Give the entries again, exactly as they stand.

[Opening MATERIAL SUPPLIED section]

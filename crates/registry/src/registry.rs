use std::collections::HashMap;
use std::sync::Arc;

use iceos_error::IceError;
use iceos_workflow::Blueprint;

use crate::agent::AgentFactory;
use crate::executor::NodeExecutor;
use crate::llm::LlmProvider;
use crate::tool::Tool;

/// Maps `NodeType -> Executor` plus name-indexed factories for tools,
/// agents, and LLM providers, and a table of registered named workflows.
/// Registration is idempotent for identical `Arc` pointers; conflicting
/// distinct registrations under the same name fail with `RegistryError`.
pub struct ExecutorRegistry {
    executors: HashMap<String, Arc<dyn NodeExecutor>>,
    tools: HashMap<String, Arc<dyn Tool>>,
    agents: HashMap<String, Arc<dyn AgentFactory>>,
    llms: HashMap<String, Arc<dyn LlmProvider>>,
    workflows: HashMap<String, Blueprint>,
    allow_dynamic_registration: bool,
}

impl ExecutorRegistry {
    /// `allow_dynamic_registration` gates any `register_*` call made after
    /// startup; it should be `false` in production per the external
    /// interfaces' `allow_dynamic_registration` config knob.
    #[must_use]
    pub fn new(allow_dynamic_registration: bool) -> Self {
        Self {
            executors: HashMap::new(),
            tools: HashMap::new(),
            agents: HashMap::new(),
            llms: HashMap::new(),
            workflows: HashMap::new(),
            allow_dynamic_registration,
        }
    }

    /// Marks startup complete; subsequent `register_*` calls are rejected
    /// unless the registry was constructed with dynamic registration
    /// allowed.
    pub fn finish_startup(&mut self) {
        self.allow_dynamic_registration = false;
    }

    fn guard_dynamic(&self) -> Result<(), IceError> {
        if self.allow_dynamic_registration {
            Ok(())
        } else {
            Err(IceError::registry("dynamic registration is disabled"))
        }
    }

    pub fn register_executor(&mut self, node_type: impl Into<String>, executor: Arc<dyn NodeExecutor>) -> Result<(), IceError> {
        let node_type = node_type.into();
        if let Some(existing) = self.executors.get(&node_type) {
            if !Arc::ptr_eq(existing, &executor) {
                self.guard_dynamic()?;
            }
        }
        self.executors.insert(node_type, executor);
        Ok(())
    }

    pub fn register_tool(&mut self, tool: Arc<dyn Tool>) -> Result<(), IceError> {
        let name = tool.name().to_owned();
        if let Some(existing) = self.tools.get(&name) {
            if !Arc::ptr_eq(existing, &tool) {
                self.guard_dynamic()?;
            }
        }
        self.tools.insert(name, tool);
        Ok(())
    }

    pub fn register_agent_factory(&mut self, factory: Arc<dyn AgentFactory>) -> Result<(), IceError> {
        let name = factory.package().to_owned();
        if let Some(existing) = self.agents.get(&name) {
            if !Arc::ptr_eq(existing, &factory) {
                self.guard_dynamic()?;
            }
        }
        self.agents.insert(name, factory);
        Ok(())
    }

    pub fn register_llm(&mut self, provider: Arc<dyn LlmProvider>) -> Result<(), IceError> {
        let name = provider.model().to_owned();
        if let Some(existing) = self.llms.get(&name) {
            if !Arc::ptr_eq(existing, &provider) {
                self.guard_dynamic()?;
            }
        }
        self.llms.insert(name, provider);
        Ok(())
    }

    pub fn register_workflow(&mut self, name: impl Into<String>, blueprint: Blueprint) -> Result<(), IceError> {
        let name = name.into();
        if self.workflows.contains_key(&name) {
            self.guard_dynamic()?;
        }
        self.workflows.insert(name, blueprint);
        Ok(())
    }

    #[must_use]
    pub fn get_executor(&self, node_type: &str) -> Option<Arc<dyn NodeExecutor>> {
        self.executors.get(node_type).cloned()
    }

    #[must_use]
    pub fn get_tool(&self, name: &str) -> Option<Arc<dyn Tool>> {
        self.tools.get(name).cloned()
    }

    #[must_use]
    pub fn get_agent(&self, package: &str) -> Option<Arc<dyn AgentFactory>> {
        self.agents.get(package).cloned()
    }

    #[must_use]
    pub fn get_llm(&self, model: &str) -> Option<Arc<dyn LlmProvider>> {
        self.llms.get(model).cloned()
    }

    #[must_use]
    pub fn get_workflow(&self, name: &str) -> Option<Blueprint> {
        self.workflows.get(name).cloned()
    }

}

#[cfg(test)]
mod tests {
    use super::*;
    use async_trait::async_trait;
    use serde_json::Value;

    struct Echo;

    #[async_trait]
    impl Tool for Echo {
        fn name(&self) -> &str {
            "echo"
        }

        async fn call(&self, args: Value) -> Result<Value, IceError> {
            Ok(args)
        }
    }

    #[test]
    fn registers_and_looks_up_a_tool() {
        let mut registry = ExecutorRegistry::new(true);
        registry.register_tool(Arc::new(Echo)).unwrap();
        assert!(registry.get_tool("echo").is_some());
        assert!(registry.get_tool("missing").is_none());
    }

    #[test]
    fn registering_same_tool_pointer_twice_is_idempotent() {
        let mut registry = ExecutorRegistry::new(false);
        let tool: Arc<dyn Tool> = Arc::new(Echo);
        registry.register_tool(tool.clone()).unwrap();
        assert!(registry.register_tool(tool).is_ok());
    }

    #[test]
    fn finish_startup_disables_further_registration_of_workflows() {
        use iceos_workflow::Blueprint;
        use semver::Version;

        let mut registry = ExecutorRegistry::new(true);
        registry.register_workflow("wf1", Blueprint::new("bp1", Version::new(1, 0, 0), vec![])).unwrap();
        registry.finish_startup();
        let result = registry.register_workflow("wf1", Blueprint::new("bp1", Version::new(1, 0, 1), vec![]));
        assert!(result.is_err());
    }

    #[test]
    fn workflow_lookup_round_trips() {
        use iceos_workflow::Blueprint;
        use semver::Version;

        let mut registry = ExecutorRegistry::new(true);
        registry.register_workflow("greeter", Blueprint::new("bp1", Version::new(1, 0, 0), vec![])).unwrap();
        assert!(registry.get_workflow("greeter").is_some());
        assert!(registry.get_workflow("missing").is_none());
    }
}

[Closing MATERIAL SUPPLIED section]

■ WRITTEN REPLY ■
filename crates/registry/src/registry.rs
use std::collections::HashMap;
use std::sync::Arc;

use iceos_error::IceError;
use iceos_workflow::Blueprint;

use crate::agent::AgentFactory;
use crate::executor::NodeExecutor;
use crate::llm::LlmProvider;
use crate::tool::Tool;

/// Maps `NodeType -> Executor` plus name-indexed factories for tools,
/// agents, and LLM providers, and a table of registered named workflows.
/// Registration is idempotent for identical `Arc` pointers; conflicting
/// distinct registrations under the same name fail with `RegistryError`.
pub struct ExecutorRegistry {
    executors: HashMap<String, Arc<dyn NodeExecutor>>,
    tools: HashMap<String, Arc<dyn Tool>>,
    agents: HashMap<String, Arc<dyn AgentFactory>>,
    llms: HashMap<String, Arc<dyn LlmProvider>>,
    workflows: HashMap<String, Blueprint>,
    allow_dynamic_registration: bool,
}

impl ExecutorRegistry {
    /// `allow_dynamic_registration` gates any `register_*` call made after
    /// startup; it should be `false` in production per the external
    /// interfaces' `allow_dynamic_registration` config knob.
    #[must_use]
    pub fn new(allow_dynamic_registration: bool) -> Self {
        Self {
            executors: HashMap::new(),
            tools: HashMap::new(),
            agents: HashMap::new(),
            llms: HashMap::new(),
            workflows: HashMap::new(),
            allow_dynamic_registration,
        }
    }

    /// Marks startup complete; subsequent `register_*` calls are rejected
    /// unless the registry was constructed with dynamic registration
    /// allowed.
    pub fn finish_startup(&mut self) {
        self.allow_dynamic_registration = false;
    }

    fn guard_dynamic(&self) -> Result<(), IceError> {
        if self.allow_dynamic_registration {
            Ok(())
        } else {
            Err(IceError::registry("dynamic registration is disabled"))
        }
    }

    pub fn register_executor(&mut self, node_type: impl Into<String>, executor: Arc<dyn NodeExecutor>) -> Result<(), IceError> {
        let node_type = node_type.into();
        if let Some(existing) = self.executors.get(&node_type) {
            if !Arc::ptr_eq(existing, &executor) {
                self.guard_dynamic()?;
            }
        }
        self.executors.insert(node_type, executor);
        Ok(())
    }

    pub fn register_tool(&mut self, tool: Arc<dyn Tool>) -> Result<(), IceError> {
        let name = tool.name().to_owned();
        if let Some(existing) = self.tools.get(&name) {
            if !Arc::ptr_eq(existing, &tool) {
                self.guard_dynamic()?;
            }
        }
        self.tools.insert(name, tool);
        Ok(())
    }

    pub fn register_agent_factory(&mut self, factory: Arc<dyn AgentFactory>) -> Result<(), IceError> {
        let name = factory.package().to_owned();
        if let Some(existing) = self.agents.get(&name) {
            if !Arc::ptr_eq(existing, &factory) {
                self.guard_dynamic()?;
            }
        }
        self.agents.insert(name, factory);
        Ok(())
    }

    pub fn register_llm(&mut self, provider: Arc<dyn LlmProvider>) -> Result<(), IceError> {
        let name = provider.model().to_owned();
        if let Some(existing) = self.llms.get(&name) {
            if !Arc::ptr_eq(existing, &provider) {
                self.guard_dynamic()?;
            }
        }
        self.llms.insert(name, provider);
        Ok(())
    }

    pub fn register_workflow(&mut self, name: impl Into<String>, blueprint: Blueprint) -> Result<(), IceError> {
        let name = name.into();
        if self.workflows.contains_key(&name) {
            self.guard_dynamic()?;
        }
        self.workflows.insert(name, blueprint);
        Ok(())
    }

    #[must_use]
    pub fn get_executor(&self, node_type: &str) -> Option<Arc<dyn NodeExecutor>> {
        self.executors.get(node_type).cloned()
    }

    #[must_use]
    pub fn get_tool(&self, name: &str) -> Option<Arc<dyn Tool>> {
        self.tools.get(name).cloned()
    }

    #[must_use]
    pub fn get_agent(&self, package: &str) -> Option<Arc<dyn AgentFactory>> {
        self.agents.get(package).cloned()
    }

    #[must_use]
    pub fn get_llm(&self, model: &str) -> Option<Arc<dyn LlmProvider>> {
        self.llms.get(model).cloned()
    }

    #[must_use]
    pub fn get_workflow(&self, name: &str) -> Option<Blueprint> {
        self.workflows.get(name).cloned()
    }

}

#[cfg(test)]
mod tests {
    use super::*;
    use async_trait::async_trait;
    use serde_json::Value;

    struct Echo;

    #[async_trait]
    impl Tool for Echo {
        fn name(&self) -> &str {
            "echo"
        }

        async fn call(&self, args: Value) -> Result<Value, IceError> {
            Ok(args)
        }
    }

    #[test]
    fn registers_and_looks_up_a_tool() {
        let mut registry = ExecutorRegistry::new(true);
        registry.register_tool(Arc::new(Echo)).unwrap();
        assert!(registry.get_tool("echo").is_some());
        assert!(registry.get_tool("missing").is_none());
    }

    #[test]
    fn registering_same_tool_pointer_twice_is_idempotent() {
        let mut registry = ExecutorRegistry::new(false);
        let tool: Arc<dyn Tool> = Arc::new(Echo);
        registry.register_tool(tool.clone()).unwrap();
        assert!(registry.register_tool(tool).is_ok());
    }

    #[test]
    fn finish_startup_disables_further_registration_of_workflows() {
        use iceos_workflow::Blueprint;
        use semver::Version;

        let mut registry = ExecutorRegistry::new(true);
        registry.register_workflow("wf1", Blueprint::new("bp1", Version::new(1, 0, 0), vec![])).unwrap();
        registry.finish_startup();
        let result = registry.register_workflow("wf1", Blueprint::new("bp1", Version::new(1, 0, 1), vec![]));
        assert!(result.is_err());
    }

    #[test]
    fn workflow_lookup_round_trips() {
        use iceos_workflow::Blueprint;
        use semver::Version;

        let mut registry = ExecutorRegistry::new(true);
        registry.register_workflow("greeter", Blueprint::new("bp1", Version::new(1, 0, 0), vec![])).unwrap();
        assert!(registry.get_workflow("greeter").is_some());
        assert!(registry.get_workflow("missing").is_none());
    }
}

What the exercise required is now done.